**Exercise details**
Beginning with the first line below, please restate each line exactly, down to and including the line containing "single conversion function invocation.".

Records from a collection:
━━━━━━━━

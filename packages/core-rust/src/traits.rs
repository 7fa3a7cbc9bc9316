use std::fmt;
use std::sync::Arc;

use crate::context::ConversionContext;
use crate::descriptor::TypeDescriptor;
use crate::error::{ConversionError, ConverterError};
use crate::value::{Typed, Value};

/// Result of a single conversion function invocation.
#[derive(Debug, Clone)]
pub enum Outcome {
    /// The value was converted.
    Converted(Value),
    /// This function does not know how to convert the value; try the next
    /// strategy.
    Pass,
    /// This specific value cannot be converted. Stops the fallback chain
    /// without marking the type pair as a miss.
    Reject,
    /// The type pair can never be converted. Stops the fallback chain and
    /// marks the pair as a miss.
    Impossible,
}

impl Outcome {
    /// Converted outcome for a payload that maps to a builtin type.
    pub fn value<T: Typed>(payload: T) -> Self {
        Self::Converted(Value::of(payload))
    }

    #[must_use]
    pub fn is_converted(&self) -> bool {
        matches!(self, Self::Converted(_))
    }

    #[must_use]
    pub fn into_value(self) -> Option<Value> {
        match self {
            Self::Converted(value) => Some(value),
            Self::Pass | Self::Reject | Self::Impossible => None,
        }
    }
}

/// Arguments of a conversion function invocation.
///
/// `converter` is the engine performing the conversion, so functions can
/// convert nested values recursively.
pub struct ConversionCall<'a> {
    pub target: &'a TypeDescriptor,
    pub context: &'a ConversionContext,
    pub value: &'a Value,
    pub converter: &'a dyn TypeConverter,
}

/// A conversion function registered with an engine.
///
/// Implementations are expected to be fast, synchronous and free of side
/// effects. Shared as [`ConverterRef`].
pub trait Converter: Send + Sync {
    /// Convert `call.value` to `call.target`.
    ///
    /// # Errors
    ///
    /// [`ConverterError::Failed`] for application failures,
    /// [`ConverterError::NoValue`] when nothing could be produced.
    fn convert(&self, call: &ConversionCall<'_>) -> Result<Outcome, ConverterError>;

    /// Human-readable name used in logs.
    fn name(&self) -> &str;
}

pub type ConverterRef = Arc<dyn Converter>;

/// Adapts a closure into a [`Converter`].
pub struct FnConverter<F> {
    name: String,
    func: F,
}

impl<F> FnConverter<F> {
    pub fn new(name: impl Into<String>, func: F) -> Self
    where
        F: Fn(&ConversionCall<'_>) -> Result<Outcome, ConverterError> + Send + Sync + 'static,
    {
        Self {
            name: name.into(),
            func,
        }
    }
}

impl<F> Converter for FnConverter<F>
where
    F: Fn(&ConversionCall<'_>) -> Result<Outcome, ConverterError> + Send + Sync + 'static,
{
    fn convert(&self, call: &ConversionCall<'_>) -> Result<Outcome, ConverterError> {
        (self.func)(call)
    }

    fn name(&self) -> &str {
        &self.name
    }
}

impl<F> fmt::Debug for FnConverter<F> {
    fn fmt(&self, f: &mut fmt::Formatter<'_>) -> fmt::Result {
        f.debug_struct("FnConverter").field("name", &self.name).finish()
    }
}

/// Shorthand for a shared closure converter.
pub fn converter_fn<F>(name: impl Into<String>, func: F) -> ConverterRef
where
    F: Fn(&ConversionCall<'_>) -> Result<Outcome, ConverterError> + Send + Sync + 'static,
{
    Arc::new(FnConverter::new(name, func))
}

/// Query interface exposed to the routing engine and to conversion
/// functions themselves.
pub trait TypeConverter: Send + Sync {
    /// Converts `value` to `target`; `Ok(None)` when no conversion exists.
    ///
    /// # Errors
    ///
    /// `ConversionFailed` when a conversion function fails,
    /// `EngineNotStarted` before the engine is started.
    fn convert(
        &self,
        target: &TypeDescriptor,
        ctx: &ConversionContext,
        value: Option<&Value>,
    ) -> Result<Option<Value>, ConversionError>;

    /// Like [`TypeConverter::convert`] but a missing conversion is an error.
    ///
    /// # Errors
    ///
    /// `NoConversionAvailable` in addition to the errors of `convert`.
    fn mandatory_convert(
        &self,
        target: &TypeDescriptor,
        ctx: &ConversionContext,
        value: Option<&Value>,
    ) -> Result<Value, ConversionError>;

    /// Best-effort probe; never fails.
    fn try_convert(
        &self,
        target: &TypeDescriptor,
        ctx: &ConversionContext,
        value: Option<&Value>,
    ) -> Option<Value>;

    /// Resolves the conversion function for a type pair without invoking it.
    fn lookup(&self, target: &TypeDescriptor, source: &TypeDescriptor) -> Option<ConverterRef>;
}

/// Typed helpers over any [`TypeConverter`].
pub trait TypeConverterExt: TypeConverter {
    /// Converts to the builtin type of `T` and extracts the payload.
    ///
    /// # Errors
    ///
    /// As [`TypeConverter::convert`]; also `ConversionFailed` if the
    /// converter produced a payload that is not a `T`.
    fn convert_to<T: Typed + Clone>(
        &self,
        ctx: &ConversionContext,
        value: &Value,
    ) -> Result<Option<T>, ConversionError> {
        let target = T::descriptor();
        match self.convert(&target, ctx, Some(value))? {
            Some(converted) => extract::<T>(&target, ctx, value, &converted).map(Some),
            None => Ok(None),
        }
    }

    /// # Errors
    ///
    /// As [`TypeConverter::mandatory_convert`].
    fn mandatory_convert_to<T: Typed + Clone>(
        &self,
        ctx: &ConversionContext,
        value: &Value,
    ) -> Result<T, ConversionError> {
        let target = T::descriptor();
        let converted = self.mandatory_convert(&target, ctx, Some(value))?;
        extract::<T>(&target, ctx, value, &converted)
    }

    fn try_convert_to<T: Typed + Clone>(&self, ctx: &ConversionContext, value: &Value) -> Option<T> {
        self.try_convert(&T::descriptor(), ctx, Some(value))
            .and_then(|converted| converted.downcast_ref::<T>().cloned())
    }
}

impl<C: TypeConverter + ?Sized> TypeConverterExt for C {}

fn extract<T: Typed + Clone>(
    target: &TypeDescriptor,
    ctx: &ConversionContext,
    original: &Value,
    converted: &Value,
) -> Result<T, ConversionError> {
    converted
        .downcast_ref::<T>()
        .cloned()
        .ok_or_else(|| ConversionError::ConversionFailed {
            value: original.describe(ctx.max_logged_chars),
            from_type: original.type_descriptor().name().to_string(),
            target: target.clone(),
            cause: anyhow::anyhow!(
                "converter produced a {} payload that is not a {}",
                converted.type_descriptor(),
                std::any::type_name::<T>()
            ),
        })
}

#[cfg(test)]
mod tests {
    use super::*;
    use crate::builtin;

    /// Minimal converter that only knows string -> integer parsing.
    struct ParsingConverter;

    impl TypeConverter for ParsingConverter {
        fn convert(
            &self,
            target: &TypeDescriptor,
            ctx: &ConversionContext,
            value: Option<&Value>,
        ) -> Result<Option<Value>, ConversionError> {
            let Some(value) = value else { return Ok(None) };
            if *target != builtin::integer() {
                return Ok(None);
            }
            let text = value.downcast_ref::<String>().cloned().unwrap_or_default();
            text.parse::<i32>()
                .map(|n| Some(Value::of(n)))
                .map_err(|e| ConversionError::ConversionFailed {
                    value: value.describe(ctx.max_logged_chars),
                    from_type: value.type_descriptor().name().to_string(),
                    target: target.clone(),
                    cause: e.into(),
                })
        }

        fn mandatory_convert(
            &self,
            target: &TypeDescriptor,
            ctx: &ConversionContext,
            value: Option<&Value>,
        ) -> Result<Value, ConversionError> {
            self.convert(target, ctx, value)?
                .ok_or_else(|| ConversionError::NoConversionAvailable {
                    value: "null".to_string(),
                    from_type: "null".to_string(),
                    target: target.clone(),
                })
        }

        fn try_convert(
            &self,
            target: &TypeDescriptor,
            ctx: &ConversionContext,
            value: Option<&Value>,
        ) -> Option<Value> {
            self.convert(target, ctx, value).ok().flatten()
        }

        fn lookup(&self, _target: &TypeDescriptor, _source: &TypeDescriptor) -> Option<ConverterRef> {
            None
        }
    }

    #[test]
    fn fn_converter_invokes_closure() {
        let upper = converter_fn("upper", |call: &ConversionCall<'_>| {
            let text = call.value.downcast_ref::<String>().ok_or_else(|| ConverterError::msg("not text"))?;
            Ok(Outcome::value(text.to_uppercase()))
        });
        let ctx = ConversionContext::default();
        let value = Value::of("abc".to_string());
        let call = ConversionCall {
            target: &builtin::string(),
            context: &ctx,
            value: &value,
            converter: &ParsingConverter,
        };
        let out = upper.convert(&call).unwrap().into_value().unwrap();
        assert_eq!(out.downcast_ref::<String>().map(String::as_str), Some("ABC"));
        assert_eq!(upper.name(), "upper");
    }

    #[test]
    fn outcome_into_value_only_for_converted() {
        assert!(Outcome::value(1i32).is_converted());
        assert!(Outcome::Pass.into_value().is_none());
        assert!(Outcome::Reject.into_value().is_none());
        assert!(Outcome::Impossible.into_value().is_none());
    }

    #[test]
    fn typed_helpers_extract_payload() {
        let ctx = ConversionContext::default();
        let conv = ParsingConverter;
        let value = Value::of("42".to_string());

        assert_eq!(conv.convert_to::<i32>(&ctx, &value).unwrap(), Some(42));
        assert_eq!(conv.mandatory_convert_to::<i32>(&ctx, &value).unwrap(), 42);
        assert_eq!(conv.try_convert_to::<i32>(&ctx, &Value::of("x".to_string())), None);
        assert_eq!(conv.convert_to::<String>(&ctx, &value).unwrap(), None);
    }

    #[test]
    fn typed_helper_rejects_mismatched_payload() {
        struct Liar;
        impl TypeConverter for Liar {
            fn convert(
                &self,
                _target: &TypeDescriptor,
                _ctx: &ConversionContext,
                _value: Option<&Value>,
            ) -> Result<Option<Value>, ConversionError> {
                Ok(Some(Value::new(builtin::integer(), "not an i32")))
            }
            fn mandatory_convert(
                &self,
                target: &TypeDescriptor,
                ctx: &ConversionContext,
                value: Option<&Value>,
            ) -> Result<Value, ConversionError> {
                self.convert(target, ctx, value).map(|v| v.expect("always some"))
            }
            fn try_convert(
                &self,
                target: &TypeDescriptor,
                ctx: &ConversionContext,
                value: Option<&Value>,
            ) -> Option<Value> {
                self.convert(target, ctx, value).ok().flatten()
            }
            fn lookup(&self, _: &TypeDescriptor, _: &TypeDescriptor) -> Option<ConverterRef> {
                None
            }
        }

        let err = Liar
            .convert_to::<i32>(&ConversionContext::default(), &Value::of(1i64))
            .unwrap_err();
        assert!(err.is_conversion_failed());
    }
}
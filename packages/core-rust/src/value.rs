//! Dynamically typed values flowing through conversions.

use std::any::Any;
use std::fmt;
use std::sync::Arc;

use bytes::Bytes;
use serde::{Deserialize, Serialize};

use crate::builtin;
use crate::descriptor::TypeDescriptor;

/// Reference-counted payload tagged with its runtime type.
///
/// Cloning shares the payload, so the identity shortcut in the engine can
/// hand back the caller's own value (observable via [`Value::ptr_eq`]).
#[derive(Clone)]
pub struct Value {
    ty: TypeDescriptor,
    payload: Arc<dyn Any + Send + Sync>,
}

impl Value {
    /// Wraps `payload` under an explicit runtime type.
    ///
    /// The descriptor is trusted: nothing checks that `payload` is the Rust
    /// type the descriptor's converters expect.
    pub fn new<T: Any + Send + Sync>(ty: TypeDescriptor, payload: T) -> Self {
        Self {
            ty,
            payload: Arc::new(payload),
        }
    }

    /// Wraps a payload whose Rust type maps to a builtin descriptor.
    pub fn of<T: Typed>(payload: T) -> Self {
        Self::new(T::descriptor(), payload)
    }

    /// Wraps an already shared payload.
    #[must_use]
    pub fn from_shared(ty: TypeDescriptor, payload: Arc<dyn Any + Send + Sync>) -> Self {
        Self { ty, payload }
    }

    /// Builds a constant of an enumeration type, or `None` if `name` is not
    /// one of its constants.
    #[must_use]
    pub fn enum_constant(ty: &TypeDescriptor, name: &str) -> Option<Self> {
        let ordinal = ty.constants().iter().position(|c| c == name)?;
        Some(Self::new(
            ty.clone(),
            EnumConstant {
                name: name.to_string(),
                ordinal,
            },
        ))
    }

    /// Runtime type of this value.
    #[must_use]
    pub fn type_descriptor(&self) -> &TypeDescriptor {
        &self.ty
    }

    #[must_use]
    pub fn downcast_ref<T: Any>(&self) -> Option<&T> {
        self.payload.downcast_ref::<T>()
    }

    /// Shared handle to the raw payload.
    #[must_use]
    pub fn payload(&self) -> &Arc<dyn Any + Send + Sync> {
        &self.payload
    }

    /// Whether this value is an instance of `ty` (same type or subtype).
    #[must_use]
    pub fn is_instance_of(&self, ty: &TypeDescriptor) -> bool {
        ty.is_assignable_from(&self.ty)
    }

    /// Whether both values share the same payload allocation.
    #[must_use]
    pub fn ptr_eq(a: &Self, b: &Self) -> bool {
        Arc::ptr_eq(&a.payload, &b.payload)
    }

    /// Text rendering through the runtime type's display hook.
    #[must_use]
    pub fn render(&self) -> Option<String> {
        self.ty.render(self.payload.as_ref())
    }

    /// Bounded description for logs and error messages: the rendered text
    /// cut to `limit` characters, or the type name when the value has no
    /// text form.
    #[must_use]
    pub fn describe(&self, limit: usize) -> String {
        match self.render() {
            Some(text) if text.chars().count() > limit => {
                let cut: String = text.chars().take(limit).collect();
                format!("{cut}... [{} chars]", text.chars().count())
            }
            Some(text) => text,
            None => format!("<{}>", self.ty.name()),
        }
    }
}

impl fmt::Debug for Value {
    fn fmt(&self, f: &mut fmt::Formatter<'_>) -> fmt::Result {
        f.debug_struct("Value")
            .field("type", &self.ty.name())
            .field("text", &self.render())
            .finish()
    }
}

/// Maps a Rust payload type to the builtin descriptor values are tagged with.
pub trait Typed: Any + Send + Sync + Sized {
    fn descriptor() -> TypeDescriptor;
}

impl Typed for String {
    fn descriptor() -> TypeDescriptor {
        builtin::string()
    }
}

impl Typed for i32 {
    fn descriptor() -> TypeDescriptor {
        builtin::integer()
    }
}

impl Typed for i64 {
    fn descriptor() -> TypeDescriptor {
        builtin::long()
    }
}

impl Typed for f64 {
    fn descriptor() -> TypeDescriptor {
        builtin::double()
    }
}

impl Typed for bool {
    fn descriptor() -> TypeDescriptor {
        builtin::boolean()
    }
}

impl Typed for char {
    fn descriptor() -> TypeDescriptor {
        builtin::character()
    }
}

impl Typed for Bytes {
    fn descriptor() -> TypeDescriptor {
        builtin::bytes()
    }
}

impl Typed for serde_json::Value {
    fn descriptor() -> TypeDescriptor {
        builtin::json()
    }
}

/// Payload of enumeration values.
#[derive(Debug, Clone, PartialEq, Eq, Hash, Serialize, Deserialize)]
pub struct EnumConstant {
    /// Constant name as declared on the enumeration type.
    pub name: String,
    /// Zero-based declaration index.
    pub ordinal: usize,
}

impl fmt::Display for EnumConstant {
    fn fmt(&self, f: &mut fmt::Formatter<'_>) -> fmt::Result {
        f.write_str(&self.name)
    }
}
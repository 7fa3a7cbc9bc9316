use std::collections::BTreeMap;

/// Default number of characters of a value rendered into error messages.
pub const DEFAULT_MAX_LOGGED_CHARS: usize = 1000;

/// Per-exchange context handed to every conversion function.
/// Carries the exchange identity for diagnostics and free-form properties
/// that converters may consult (e.g. a charset hint).
#[derive(Debug, Clone)]
pub struct ConversionContext {
    /// Identifier of the message exchange being routed, if any.
    pub exchange_id: Option<String>,
    /// Exchange properties visible to converters.
    pub properties: BTreeMap<String, String>,
    /// Upper bound on characters of a value rendered into errors and logs.
    pub max_logged_chars: usize,
}

impl ConversionContext {
    /// Context bound to a specific exchange.
    #[must_use]
    pub fn for_exchange(exchange_id: impl Into<String>) -> Self {
        Self {
            exchange_id: Some(exchange_id.into()),
            ..Self::default()
        }
    }

    /// Adds a property, returning the updated context.
    #[must_use]
    pub fn with_property(mut self, key: impl Into<String>, value: impl Into<String>) -> Self {
        self.properties.insert(key.into(), value.into());
        self
    }

    #[must_use]
    pub fn property(&self, key: &str) -> Option<&str> {
        self.properties.get(key).map(String::as_str)
    }
}

impl Default for ConversionContext {
    fn default() -> Self {
        Self {
            exchange_id: None,
            properties: BTreeMap::new(),
            max_logged_chars: DEFAULT_MAX_LOGGED_CHARS,
        }
    }
}
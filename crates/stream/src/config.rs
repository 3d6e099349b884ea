use serde::{Deserialize, Serialize};
use std::time::Duration;

use crate::error::StreamError;

/// Tuning values for one streaming session.
#[derive(Debug, Clone, PartialEq, Serialize, Deserialize)]
#[serde(default)]
pub struct StreamingConfig {
    /// Main-thread time allowed per `update` for absorbing finished tiles.
    pub max_frame_time_ms: f32,
    /// Maximum number of finished tiles absorbed per `update`.
    pub max_tiles_per_frame: usize,
    /// Tile cache capacity in entries. Zero disables caching.
    pub max_cache_size: usize,
    /// Generate on background workers. When false, tiles are generated on
    /// the calling thread inside `update`, under the same budgets.
    pub use_background_thread: bool,
    pub worker_thread_count: usize,
    /// Ceiling on requests submitted but not yet absorbed.
    pub max_pending_requests: usize,
    /// Number of samples kept for the rolling average load time.
    pub load_time_window: usize,
}

impl Default for StreamingConfig {
    fn default() -> Self {
        Self {
            max_frame_time_ms: 2.0,
            max_tiles_per_frame: 4,
            max_cache_size: 256,
            use_background_thread: true,
            worker_thread_count: 2,
            max_pending_requests: 128,
            load_time_window: 60,
        }
    }
}

impl StreamingConfig {
    /// Config that generates inline on the calling thread.
    pub fn synchronous() -> Self {
        Self {
            use_background_thread: false,
            ..Self::default()
        }
    }

    pub fn max_frame_time(&self) -> Duration {
        Duration::from_micros((self.max_frame_time_ms.max(0.0) * 1000.0).round() as u64)
    }

    pub fn validate(&self) -> Result<(), StreamError> {
        if !self.max_frame_time_ms.is_finite() || self.max_frame_time_ms < 0.0 {
            return Err(StreamError::InvalidConfig(format!(
                "max_frame_time_ms must be a non-negative number, got {}",
                self.max_frame_time_ms
            )));
        }
        if self.max_tiles_per_frame == 0 {
            return Err(StreamError::InvalidConfig(
                "max_tiles_per_frame must be at least 1".into(),
            ));
        }
        if self.max_pending_requests == 0 {
            return Err(StreamError::InvalidConfig(
                "max_pending_requests must be at least 1".into(),
            ));
        }
        if self.load_time_window == 0 {
            return Err(StreamError::InvalidConfig(
                "load_time_window must be at least 1".into(),
            ));
        }
        if self.use_background_thread && self.worker_thread_count == 0 {
            return Err(StreamError::InvalidConfig(
                "worker_thread_count must be at least 1 with background threads".into(),
            ));
        }
        Ok(())
    }
}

━━━━━━━━

**Response area**
filename packages/core-rust/src/traits.rs
repository 7fa3a7cbc9bc9316
use std::fmt;
use std::sync::Arc;

use crate::context::ConversionContext;
use crate::descriptor::TypeDescriptor;
use crate::error::{ConversionError, ConverterError};
use crate::value::{Typed, Value};

/// Result of a single conversion function invocation.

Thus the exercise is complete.